#### [WHAT THE TASK REQUIRES]
If a line of the data below contains the string "Explorer", count it, then state the total alone.

#### [DATA EXTRACTS]

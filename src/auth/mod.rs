//! GitHub OAuth authentication
//!
//! Handles:
//! - GitHub OAuth flow
//! - Email resolution
//! - Session tokens
//! - Authentication middleware

mod cookies;
pub mod email;
pub mod github;
mod middleware;
mod oauth;
pub mod session;

pub use email::{EmailCandidate, EmailSource, ResolvedEmail, resolve_email};
pub use github::{GitHubClient, GitHubUser};
pub use middleware::{CurrentUser, require_auth};
pub use oauth::{LoginFailure, auth_router};
pub use session::{SessionClaims, create_session_token, verify_session_token};
//! Session tokens
//!
//! HS256-signed JWTs handed to the browser after login.
//! No server-side session storage needed: validity is signature plus expiry.

use chrono::{Duration, Utc};
use jsonwebtoken::{Algorithm, DecodingKey, EncodingKey, Header, Validation, decode, encode};
use serde::{Deserialize, Serialize};

use super::github::GitHubUser;
use crate::error::{AppError, Result};

const ALGORITHM: Algorithm = Algorithm::HS256;

/// Claims carried by a session token
///
/// Field names are read by the web client, keep them stable.
#[derive(Debug, Clone, PartialEq, Eq, Serialize, Deserialize)]
pub struct SessionClaims {
    /// GitHub numeric user ID, never the login
    pub sub: String,
    /// GitHub username
    pub login: String,
    /// Display name, the login when the profile has none
    pub name: String,
    /// Resolved email address
    pub email: Option<String>,
    /// Avatar URL from GitHub
    pub avatar: String,
    /// GitHub access token.
    ///
    /// Anyone who can read the session token can call GitHub as the user,
    /// and the session cannot outlive a revoked GitHub grant.
    /// TODO: keep this server side keyed by `sub` once there is a store.
    pub github_token: String,
    /// Issued at (Unix seconds)
    pub iat: i64,
    /// Expires at (Unix seconds)
    pub exp: i64,
}

impl SessionClaims {
    /// Build claims for a freshly authenticated GitHub user
    ///
    /// # Errors
    /// `AppError::Config` when `lifetime_seconds` pushes the expiry out of range.
    pub fn new(
        user: &GitHubUser,
        email: Option<String>,
        github_token: String,
        lifetime_seconds: i64,
    ) -> Result<Self> {
        let now = Utc::now();
        let expires_at = Duration::try_seconds(lifetime_seconds)
            .and_then(|lifetime| now.checked_add_signed(lifetime))
            .ok_or_else(|| {
                AppError::Config(format!(
                    "session lifetime of {lifetime_seconds}s is out of range"
                ))
            })?;

        Ok(Self {
            sub: user.id.to_string(),
            login: user.login.clone(),
            name: user.display_name().to_string(),
            email,
            avatar: user.avatar_url.clone(),
            github_token,
            iat: now.timestamp(),
            exp: expires_at.timestamp(),
        })
    }
}

/// Create a signed session token (compact HS256 JWT)
pub fn create_session_token(claims: &SessionClaims, secret: &str) -> Result<String> {
    encode(
        &Header::new(ALGORITHM),
        claims,
        &EncodingKey::from_secret(secret.as_bytes()),
    )
    .map_err(|e| AppError::TokenSigning(e.to_string()))
}

/// Verify and decode a session token
///
/// # Errors
/// `AppError::InvalidToken` for any structural, signature or expiry failure.
/// Callers get no hint about which check failed.
pub fn verify_session_token(token: &str, secret: &str) -> Result<SessionClaims> {
    let mut validation = Validation::new(ALGORITHM);
    validation.validate_exp = true;
    validation.leeway = 0;

    let token_data = decode::<SessionClaims>(
        token,
        &DecodingKey::from_secret(secret.as_bytes()),
        &validation,
    )
    .map_err(|e| {
        tracing::debug!(error = %e, "Session token rejected");
        AppError::InvalidToken
    })?;

    Ok(token_data.claims)
}
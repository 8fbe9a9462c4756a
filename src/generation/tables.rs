//! # Quest Data Tables
//!
//! Fixed content pools for quest generation, keyed by category.
//!
//! Order within each table is significant: selection walks these slices, so
//! reordering an entry changes what a given seed produces.

use crate::{Category, ObjectiveType};

/// Mapping from objective type to the targets it may use.
pub type ObjectivePool = &'static [(ObjectiveType, &'static [&'static str])];

/// Break targets for categories without a dedicated pool.
pub const GENERAL_BREAK_TARGETS: &[&str] = &[
    "stone",
    "coal_ore",
    "iron_ore",
    "gold_ore",
    "diamond_ore",
    "deepslate_coal_ore",
    "deepslate_iron_ore",
    "deepslate_gold_ore",
    "deepslate_diamond_ore",
    "ancient_debris",
    "oak_log",
    "spruce_log",
    "birch_log",
    "jungle_log",
    "acacia_log",
    "dark_oak_log",
    "wheat",
    "carrots",
    "potatoes",
    "beetroots",
    "pumpkin",
    "melon",
];

/// Every hostile mob a kill objective can name.
pub const KILL_TARGETS: &[&str] = &[
    "zombie",
    "skeleton",
    "spider",
    "creeper",
    "enderman",
    "witch",
    "zombie_villager",
    "husk",
    "drowned",
    "stray",
    "phantom",
    "slime",
    "cave_spider",
    "blaze",
    "ghast",
    "magma_cube",
    "piglin",
    "hoglin",
    "wither_skeleton",
    "guardian",
    "elder_guardian",
    "pillager",
    "vindicator",
    "evoker",
    "ravager",
    "shulker",
    "ender_dragon",
    "wither",
];

/// Interact targets for categories without a dedicated pool.
pub const GENERAL_INTERACT_TARGETS: &[&str] = &[
    "crafting_table",
    "furnace",
    "blast_furnace",
    "smoker",
    "smithing_table",
    "cartography_table",
    "loom",
    "grindstone",
    "stonecutter",
    "enchanting_table",
    "anvil",
    "cauldron",
    "composter",
    "barrel",
    "chest",
    "shulker_box",
    "ender_chest",
    "beacon",
    "respawn_anchor",
    "lodestone",
    "water",
    "lava",
    "campfire",
    "soul_campfire",
    "brewing_stand",
    "oak_sign",
];

const MINING_BREAK_TARGETS: &[&str] = &[
    "stone",
    "coal_ore",
    "iron_ore",
    "gold_ore",
    "diamond_ore",
    "emerald_ore",
    "lapis_ore",
    "redstone_ore",
    "deepslate_coal_ore",
    "deepslate_iron_ore",
    "deepslate_gold_ore",
    "deepslate_diamond_ore",
    "deepslate_emerald_ore",
    "deepslate_lapis_ore",
    "deepslate_redstone_ore",
    "nether_gold_ore",
    "nether_quartz_ore",
    "ancient_debris",
    "obsidian",
];

const FARMING_BREAK_TARGETS: &[&str] = &[
    "wheat",
    "carrots",
    "potatoes",
    "beetroots",
    "pumpkin",
    "melon",
    "sugarcane",
    "bamboo",
    "cocoa",
    "nether_wart",
    "sweet_berry_bush",
    "kelp",
    "sea_pickle",
];

const EXPLORATION_INTERACT_TARGETS: &[&str] = &[
    "oak_sign",
    "spruce_sign",
    "birch_sign",
    "jungle_sign",
    "acacia_sign",
    "dark_oak_sign",
    "crimson_sign",
    "warped_sign",
    "lodestone",
    "respawn_anchor",
    "beacon",
    "dragon_egg",
];

const FISHING_INTERACT_TARGETS: &[&str] = &["water"];

const MINING_POOL: ObjectivePool = &[(ObjectiveType::Break, MINING_BREAK_TARGETS)];
const COMBAT_POOL: ObjectivePool = &[(ObjectiveType::Kill, KILL_TARGETS)];
const FARMING_POOL: ObjectivePool = &[(ObjectiveType::Break, FARMING_BREAK_TARGETS)];
const EXPLORATION_POOL: ObjectivePool = &[(ObjectiveType::Interact, EXPLORATION_INTERACT_TARGETS)];
const FISHING_POOL: ObjectivePool = &[(ObjectiveType::Interact, FISHING_INTERACT_TARGETS)];
const GENERAL_POOL: ObjectivePool = &[
    (ObjectiveType::Break, GENERAL_BREAK_TARGETS),
    (ObjectiveType::Kill, KILL_TARGETS),
    (ObjectiveType::Interact, GENERAL_INTERACT_TARGETS),
];

/// Returns the objective pool a category draws from.
///
/// `daily` and `special` quests mix all three objective types.
pub fn objective_pool(category: Category) -> ObjectivePool {
    match category {
        Category::Mining => MINING_POOL,
        Category::Combat => COMBAT_POOL,
        Category::Farming => FARMING_POOL,
        Category::Exploration => EXPLORATION_POOL,
        Category::Fishing => FISHING_POOL,
        Category::Daily | Category::Special => GENERAL_POOL,
    }
}

/// Quest title pool for a category.
pub fn titles(category: Category) -> &'static [&'static str] {
    match category {
        Category::Mining => &[
            "The Deep Delver",
            "Mineral Hunter",
            "Stone Gatherer",
            "Coal Collector",
            "Iron Miner",
            "Gold Rush",
            "Diamond Seeker",
            "Emerald Excavator",
            "Obsidian Harvester",
            "Ancient Debris Hunter",
            "Deepslate Explorer",
            "The Quarry Master",
            "Ore Hunter",
            "The Prospector",
            "Gem Collector",
        ],
        Category::Combat => &[
            "Monster Slayer",
            "Zombie Hunter",
            "Spider Exterminator",
            "Skeleton Archer",
            "Creeper Bomber",
            "Nether Beast Hunter",
            "The Executioner",
            "Undead Slayer",
            "Mob Bounty Hunter",
            "The Exterminator",
            "Wither Hunter",
            "Dragon Slayer",
            "Beast Master",
            "Phantom Menace",
            "Guardian of the Sea",
        ],
        Category::Farming => &[
            "Crop Harvester",
            "Wheat Farmer",
            "Carrot Collector",
            "Potato Gatherer",
            "Beetroot Farmer",
            "Pumpkin Patch",
            "Melon Master",
            "Sugar Cane Farmer",
            "Bamboo Harvester",
            "Sweet Berry Picker",
            "Nether Wart Gatherer",
            "Mushroom Collector",
            "Kelp Farmer",
            "Master Gardener",
            "Orchard Keeper",
        ],
        Category::Exploration => &[
            "World Traveler",
            "Treasure Hunter",
            "Monument Explorer",
            "Village Visitor",
            "Nether Explorer",
            "End Adventurer",
            "Sign Collector",
            "Beacon Builder",
            "Respawn Point Maker",
            "Outpost Infiltrator",
            "Mansion Explorer",
            "Ancient City Explorer",
            "Trail Runner",
            "Desert Nomad",
            "Arctic Explorer",
        ],
        Category::Fishing => &[
            "Master Angler",
            "Treasure Fisher",
            "Deep Sea Catcher",
            "Lake Fisherman",
            "River Angler",
            "Rare Fish Collector",
            "Ocean Harvester",
            "Fishing Champion",
            "Enchanted Catcher",
            "Sea Scavenger",
            "Tropical Fisher",
            "Ice Fisher",
            "Midnight Angler",
            "Dawn Fisher",
            "Twilight Caster",
        ],
        Category::Daily => &[
            "Daily Miner",
            "Daily Hunter",
            "Daily Farmer",
            "Daily Fisher",
            "Daily Explorer",
            "Daily Crafting",
            "Daily Build",
            "Daily Enchanter",
            "Daily Brewer",
            "Daily Challenge",
            "Morning Task",
            "Afternoon Activity",
            "Evening Quest",
            "Night Mission",
            "Dawn Patrol",
        ],
        Category::Special => &[
            "Welcome to the Server",
            "Server Anniversary",
            "Holiday Special",
            "Dragon Hunter",
            "Wither Challenger",
            "Ancient Building",
            "Master of All Trades",
            "The Final Challenge",
            "Legendary Quest",
            "Hero's Journey",
            "Epic Adventure",
            "Unique Discovery",
            "Ultimate Challenge",
            "Special Event",
            "Limited Time Offer",
            "Seasonal Special",
        ],
    }
}

/// Quest description pool for a category.
pub fn descriptions(category: Category) -> &'static [&'static str] {
    match category {
        Category::Mining => &[
            "Delve deep into the caves and collect valuable minerals.",
            "The blacksmith needs special ores. Can you help?",
            "Put your mining skills to use by collecting these rare materials.",
            "Test your mining prowess by gathering these valuable resources.",
            "The kingdom needs these materials for construction. Will you answer the call?",
            "Rare minerals are needed for a special project. Are you up to the task?",
        ],
        Category::Combat => &[
            "These monsters have been causing trouble. Eliminate them!",
            "Prove your combat skills by defeating these enemies.",
            "The village is under attack! Help defend it by slaying these creatures.",
            "A bounty has been placed on these monsters. Can you claim it?",
            "These creatures are a threat to the kingdom. Will you help remove them?",
            "Test your fighting abilities against these formidable foes.",
        ],
        Category::Farming => &[
            "The village needs food supplies. Can you harvest these crops?",
            "Show off your farming skills by gathering these plants.",
            "A feast is being prepared and your crops are needed!",
            "Fresh produce is required for the upcoming market day.",
            "The kingdom faces food shortages. Your farming skills are needed!",
            "Demonstrate your green thumb by harvesting these crops.",
        ],
        Category::Exploration => &[
            "Venture into the unknown and discover hidden places.",
            "Find and interact with these special locations around the world.",
            "Chart unexplored territories by visiting these landmarks.",
            "Important information is hidden throughout the land. Can you find it?",
            "Ancient secrets await those brave enough to explore.",
            "An expedition is underway, and your exploration skills are needed!",
        ],
        Category::Fishing => &[
            "Test your fishing skills in the waters around the kingdom.",
            "The local chef needs fresh fish for a special recipe.",
            "Cast your line and see what treasures you can reel in!",
            "A fishing competition is happening - show off your angling skills!",
            "Rare aquatic treasures are waiting to be caught. Are you skilled enough?",
            "The royal table requires the finest fish. Can you provide them?",
        ],
        Category::Daily => &[
            "Complete these tasks before the day is done!",
            "A new day brings new challenges. Can you complete them all?",
            "Daily tasks to keep the kingdom running smoothly.",
            "The morning's tasks await a skilled adventurer like yourself.",
            "Today's challenges require your unique abilities.",
            "Each day brings opportunities to prove your worth!",
        ],
        Category::Special => &[
            "A rare opportunity for the most skilled adventurers!",
            "Only the bravest dare attempt this special challenge.",
            "A unique quest that tests all your abilities!",
            "This special task comes with great rewards for those who succeed.",
            "A once-in-a-lifetime adventure awaits!",
            "The kingdom calls upon its greatest heroes for this special mission.",
        ],
    }
}

/// Items a quest of this category may hand out.
pub fn reward_items(category: Category) -> &'static [&'static str] {
    match category {
        Category::Mining => &["iron_pickaxe", "diamond", "iron_ingot", "gold_ingot", "emerald"],
        Category::Combat => &["iron_sword", "bow", "arrow", "shield", "golden_apple"],
        Category::Farming => &["bread", "golden_carrot", "apple", "cake", "pumpkin_pie"],
        Category::Exploration => &["map", "compass", "spyglass", "ender_pearl", "elytra"],
        Category::Fishing => &[
            "fishing_rod",
            "nautilus_shell",
            "tropical_fish",
            "pufferfish",
            "sea_pickle",
        ],
        Category::Daily => &[
            "experience_bottle",
            "iron_ingot",
            "emerald",
            "diamond",
            "golden_apple",
        ],
        Category::Special => &[
            "diamond_sword",
            "diamond_pickaxe",
            "diamond_axe",
            "enchanted_golden_apple",
            "dragon_egg",
        ],
    }
}

/// Console commands special quests may run on completion.
pub const SPECIAL_COMMANDS: &[&str] = &[
    "effect give %player% regeneration 30 1",
    "give %player% diamond 5",
    "give %player% enchanted_golden_apple 1",
    "give %player% experience_bottle 10",
    "broadcast %player% has completed a special quest!",
    "lp user %player% permission set special.quest true",
];

/// The lone command occasionally attached to non-special quests.
pub const COMMON_COMMAND: &str = "effect give %player% regeneration 30 1";

/// Cooldown used by every daily quest.
pub const DAILY_COOLDOWN_HOURS: u32 = 24;

/// Cooldown choices for special quests: two days, three days, a week.
pub const SPECIAL_COOLDOWN_HOURS: &[u32] = &[48, 72, 168];

/// Cooldown choices for all other categories.
pub const COMMON_COOLDOWN_HOURS: &[u32] = &[24, 48, 72];
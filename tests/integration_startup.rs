//! Integration test to ensure a default run can start from a config file.

use questgen::generation::utils::create_rng;
use questgen::{Category, GenerationConfig, Generator, QuestGenResult, QuestGenerator};

#[test]
fn test_config_file_drives_generation() -> QuestGenResult<()> {
    let dir = tempfile::tempdir()?;
    let path = dir.path().join("questgen.toml");
    std::fs::write(
        &path,
        r#"
seed = 2718
quest_count = 6
forced_category = "special"
money_chance = 1.0

[settings]
max-active-quests = 3
sound-pitch = 0.8
"#,
    )?;

    let config = GenerationConfig::from_toml_file(&path)?;
    let collection = QuestGenerator::new().generate(&config, &mut create_rng(&config))?;

    assert_eq!(collection.len(), 6);
    assert_eq!(collection.settings.max_active_quests, 3);
    assert_eq!(collection.settings.sound_pitch, 0.8);
    for quest in collection.quests.values() {
        assert_eq!(quest.category, Category::Special);
        let money = quest.rewards.money.expect("money is guaranteed");
        assert!((500..=10_000).contains(&money));
        assert!([48, 72, 168].contains(&quest.cooldown_hours));
    }
    Ok(())
}

#[test]
fn test_bad_config_file_is_rejected() {
    let dir = tempfile::tempdir().unwrap();
    let path = dir.path().join("questgen.toml");
    std::fs::write(&path, "item_chance = 2.0\n").unwrap();

    let config = GenerationConfig::from_toml_file(&path).unwrap();
    let mut rng = create_rng(&config);
    assert!(QuestGenerator::new().generate(&config, &mut rng).is_err());
}

#[test]
fn test_missing_config_file() {
    let result = GenerationConfig::from_toml_file("/nonexistent/questgen.toml");
    assert!(result.is_err());
}
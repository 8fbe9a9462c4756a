//! Property tests for the invariants every generated batch must hold.

use proptest::prelude::*;
use questgen::{distinct_targets, generate_quests, RewardValue};
use rand::{rngs::StdRng, SeedableRng};
use std::collections::HashSet;

proptest! {
    #![proptest_config(ProptestConfig::with_cases(64))]

    #[test]
    fn prop_count_matches(seed in any::<u64>(), count in -5i64..60) {
        let collection = generate_quests(count, &mut StdRng::seed_from_u64(seed)).unwrap();
        prop_assert_eq!(collection.len(), count.max(0) as usize);
    }

    #[test]
    fn prop_ids_and_titles_distinct(seed in any::<u64>(), count in 0i64..80) {
        let collection = generate_quests(count, &mut StdRng::seed_from_u64(seed)).unwrap();

        let ids: HashSet<_> = collection.quests.keys().collect();
        prop_assert_eq!(ids.len(), collection.len());
        let titles: HashSet<_> = collection.quests.values().map(|q| &q.title).collect();
        prop_assert_eq!(titles.len(), collection.len());
    }

    #[test]
    fn prop_objectives_well_formed(seed in any::<u64>(), count in 1i64..40) {
        let collection = generate_quests(count, &mut StdRng::seed_from_u64(seed)).unwrap();

        for quest in collection.quests.values() {
            prop_assert!((1..=3).contains(&quest.objectives.len()));
            if quest.objectives.len() <= distinct_targets(quest.category) {
                prop_assert!(quest.has_unique_targets());
            }
            let keys: Vec<_> = quest.objectives.keys().cloned().collect();
            let expected: Vec<_> = (1..=keys.len()).map(|n| format!("obj{}", n)).collect();
            prop_assert_eq!(keys, expected);
        }
    }

    #[test]
    fn prop_rewards_distinct(seed in any::<u64>(), count in 1i64..40) {
        let collection = generate_quests(count, &mut StdRng::seed_from_u64(seed)).unwrap();

        for quest in collection.quests.values() {
            for value in [&quest.rewards.item, &quest.rewards.command].into_iter().flatten() {
                prop_assert!(value.is_distinct());
                prop_assert!((1..=3).contains(&value.len()));
                if let RewardValue::Multiple(entries) = value {
                    prop_assert!(entries.len() > 1);
                }
            }
        }
    }

    #[test]
    fn prop_seed_determinism(seed in any::<u64>(), count in 0i64..30) {
        let first = generate_quests(count, &mut StdRng::seed_from_u64(seed)).unwrap();
        let second = generate_quests(count, &mut StdRng::seed_from_u64(seed)).unwrap();
        prop_assert_eq!(first, second);
    }
}
//! # Item Atlas Module
//!
//! Converts a font item atlas into a source listing of character constants.
//!
//! The atlas is a JSON object mapping resource names such as
//! `minecraft:item/diamond` or `minecraft:block/stone` to an entry holding the
//! hex code point of the glyph drawn for it. Each entry becomes a
//! `Character` constant, and every constant whose name also appears in the
//! material list gets a line in a `fromMaterial` lookup helper.

use crate::{QuestGenError, QuestGenResult};
use indexmap::IndexMap;
use log::{debug, info};
use serde::Deserialize;
use std::fmt::Write as _;
use std::fs;
use std::path::Path;

/// Default atlas input file name.
pub const DEFAULT_ATLAS_FILE: &str = "item_atlas.json";
/// Default material list file name.
pub const DEFAULT_MATERIALS_FILE: &str = "item_atlas_material.txt";
/// Default generated source file name.
pub const DEFAULT_SOURCE_FILE: &str = "item_atlas.java";

/// One glyph in the atlas. Unknown fields are ignored.
#[derive(Debug, Clone, PartialEq, Eq, Deserialize)]
pub struct AtlasEntry {
    /// Hex code point, e.g. `E001`
    pub code: String,
}

/// Atlas entries in file order.
pub type ItemAtlas = IndexMap<String, AtlasEntry>;

/// Naming options for the generated source.
#[derive(Debug, Clone, PartialEq, Eq)]
pub struct AtlasOptions {
    /// Class holding block glyphs
    pub block_class: String,
    /// Class holding item glyphs
    pub item_class: String,
    /// Names starting with this prefix are items; everything else is a block
    pub item_prefix: String,
}

impl Default for AtlasOptions {
    fn default() -> Self {
        Self {
            block_class: "NotFontBlock".to_string(),
            item_class: "NotFontItem".to_string(),
            item_prefix: "minecraft:item".to_string(),
        }
    }
}

/// Parses atlas JSON, keeping entry order.
pub fn parse_atlas(json: &str) -> QuestGenResult<ItemAtlas> {
    let atlas: ItemAtlas = serde_json::from_str(json)?;
    for (name, entry) in &atlas {
        let code = entry.code.trim();
        if code.is_empty() || !code.chars().all(|c| c.is_ascii_hexdigit()) {
            return Err(QuestGenError::AtlasFormat(format!(
                "entry '{}' has invalid code '{}'",
                name, entry.code
            )));
        }
    }
    Ok(atlas)
}

/// Extracts material names from a material listing.
///
/// Each line contributes the text before its first `(`; blank lines are
/// skipped.
pub fn parse_materials(text: &str) -> Vec<String> {
    text.lines()
        .map(|line| line.split('(').next().unwrap_or_default().trim())
        .filter(|name| !name.is_empty())
        .map(str::to_string)
        .collect()
}

/// Constant name for an atlas entry: the last path segment, upper-cased.
///
/// # Examples
///
/// ```
/// use questgen::atlas::constant_name;
///
/// assert_eq!(constant_name("minecraft:item/golden_apple"), "GOLDEN_APPLE");
/// assert_eq!(constant_name("stone"), "STONE");
/// ```
pub fn constant_name(resource: &str) -> String {
    resource
        .rsplit('/')
        .next()
        .unwrap_or(resource)
        .to_uppercase()
}

fn render_class(
    out: &mut String,
    class_name: &str,
    entries: &[(String, &AtlasEntry)],
    materials: &[String],
) -> std::fmt::Result {
    writeln!(out, "public class {} {{", class_name)?;
    for (constant, entry) in entries {
        writeln!(
            out,
            "    public static final Character {} = '\\u{}';",
            constant,
            entry.code.trim()
        )?;
    }

    write!(
        out,
        "\n\n    public static Character fromMaterial(Material material) {{\n"
    )?;
    for (constant, _) in entries {
        if materials.iter().any(|material| material == constant) {
            writeln!(
                out,
                "        if (material == Material.{}) return {};",
                constant, constant
            )?;
        }
    }
    writeln!(out, "        return null;")?;
    writeln!(out, "    }}")?;
    write!(out, "}}")
}

/// Renders the block and item classes for an atlas.
pub fn render_source(
    atlas: &ItemAtlas,
    materials: &[String],
    options: &AtlasOptions,
) -> QuestGenResult<String> {
    let mut blocks = Vec::new();
    let mut items = Vec::new();
    for (name, entry) in atlas {
        let constant = constant_name(name);
        if name.starts_with(options.item_prefix.as_str()) {
            items.push((constant, entry));
        } else {
            blocks.push((constant, entry));
        }
    }
    debug!(
        "Atlas has {} blocks and {} items",
        blocks.len(),
        items.len()
    );

    let mut out = String::new();
    render_classes(&mut out, options, &blocks, &items, materials)
        .map_err(|e| {
            QuestGenError::AtlasFormat(format!("rendering failed: {}", e))
        })?;
    Ok(out)
}

fn render_classes(
    out: &mut String,
    options: &AtlasOptions,
    blocks: &[(String, &AtlasEntry)],
    items: &[(String, &AtlasEntry)],
    materials: &[String],
) -> std::fmt::Result {
    render_class(out, &options.block_class, blocks, materials)?;
    out.write_str("\n\n")?;
    render_class(out, &options.item_class, items, materials)
}

/// Reads the atlas and material list, then writes the generated source.
pub fn convert_files(
    atlas_path: impl AsRef<Path>,
    materials_path: impl AsRef<Path>,
    output_path: impl AsRef<Path>,
    options: &AtlasOptions,
) -> QuestGenResult<()> {
    let atlas = parse_atlas(&fs::read_to_string(atlas_path.as_ref())?)?;
    let materials = parse_materials(&fs::read_to_string(materials_path.as_ref())?);
    let source = render_source(&atlas, &materials, options)?;

    let output_path = output_path.as_ref();
    if let Some(parent) = output_path
        .parent()
        .filter(|parent| !parent.as_os_str().is_empty())
    {
        fs::create_dir_all(parent)?;
    }
    fs::write(output_path, source)?;

    info!(
        "Wrote {} atlas constants to {}",
        atlas.len(),
        output_path.display()
    );
    Ok(())
}

#[cfg(test)]
mod tests {
    use super::*;

    const ATLAS: &str = r#"{
        "minecraft:block/stone": { "code": "E000", "width": 16 },
        "minecraft:item/diamond": { "code": "E001" },
        "minecraft:block/beacon": { "code": "E002" },
        "minecraft:item/custom_token": { "code": "E003" }
    }"#;

    #[test]
    fn test_parse_atlas_keeps_order() {
        let atlas = parse_atlas(ATLAS).unwrap();
        let names: Vec<_> = atlas.keys().map(String::as_str).collect();
        assert_eq!(
            names,
            vec![
                "minecraft:block/stone",
                "minecraft:item/diamond",
                "minecraft:block/beacon",
                "minecraft:item/custom_token"
            ]
        );
    }

    #[test]
    fn test_parse_atlas_rejects_bad_code() {
        let result = parse_atlas(r#"{ "minecraft:item/apple": { "code": "" } }"#);
        assert!(matches!(result, Err(QuestGenError::AtlasFormat(_))));

        let result = parse_atlas(r#"{ "minecraft:item/apple": { "code": "zz" } }"#);
        assert!(matches!(result, Err(QuestGenError::AtlasFormat(_))));

        let result = parse_atlas(r#"{ "minecraft:item/apple": {} }"#);
        assert!(matches!(result, Err(QuestGenError::Serde(_))));
    }

    #[test]
    fn test_parse_materials() {
        let materials = parse_materials("STONE(1),\nDIAMOND(264, 64)\n\nBEACON\n");
        assert_eq!(materials, vec!["STONE", "DIAMOND", "BEACON"]);
    }

    #[test]
    fn test_render_source() {
        let atlas = parse_atlas(ATLAS).unwrap();
        let materials = parse_materials("STONE(1)\nDIAMOND(264)\n");
        let source = render_source(&atlas, &materials, &AtlasOptions::default()).unwrap();

        let block_at = source.find("public class NotFontBlock {").unwrap();
        let item_at = source.find("public class NotFontItem {").unwrap();
        assert!(block_at < item_at);

        let (blocks, items) = source.split_at(item_at);
        assert!(blocks.contains("    public static final Character STONE = '\\uE000';"));
        assert!(blocks.contains("    public static final Character BEACON = '\\uE002';"));
        assert!(blocks.contains("        if (material == Material.STONE) return STONE;"));
        assert!(!blocks.contains("Material.BEACON"));

        assert!(items.contains("    public static final Character DIAMOND = '\\uE001';"));
        assert!(items.contains("    public static final Character CUSTOM_TOKEN = '\\uE003';"));
        assert!(items.contains("        if (material == Material.DIAMOND) return DIAMOND;"));
        assert!(!items.contains("Material.CUSTOM_TOKEN"));
        assert_eq!(source.matches("        return null;").count(), 2);
        assert!(source.ends_with('}'));
    }

    #[test]
    fn test_convert_files() {
        let dir = tempfile::tempdir().unwrap();
        let atlas_path = dir.path().join("item_atlas.json");
        let materials_path = dir.path().join("materials.txt");
        let output_path = dir.path().join("out").join("item_atlas.java");
        fs::write(&atlas_path, ATLAS).unwrap();
        fs::write(&materials_path, "STONE(1)\n").unwrap();

        convert_files(
            &atlas_path,
            &materials_path,
            &output_path,
            &AtlasOptions::default(),
        )
        .unwrap();

        let source = fs::read_to_string(&output_path).unwrap();
        assert!(source.contains("Material.STONE"));
    }

    #[test]
    fn test_convert_missing_input() {
        let dir = tempfile::tempdir().unwrap();
        let result = convert_files(
            dir.path().join("missing.json"),
            dir.path().join("missing.txt"),
            dir.path().join("out.java"),
            &AtlasOptions::default(),
        );
        assert!(matches!(result, Err(QuestGenError::Io(_))));
    }
}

#### [OUTPUT FOR THIS EXERCISE]
7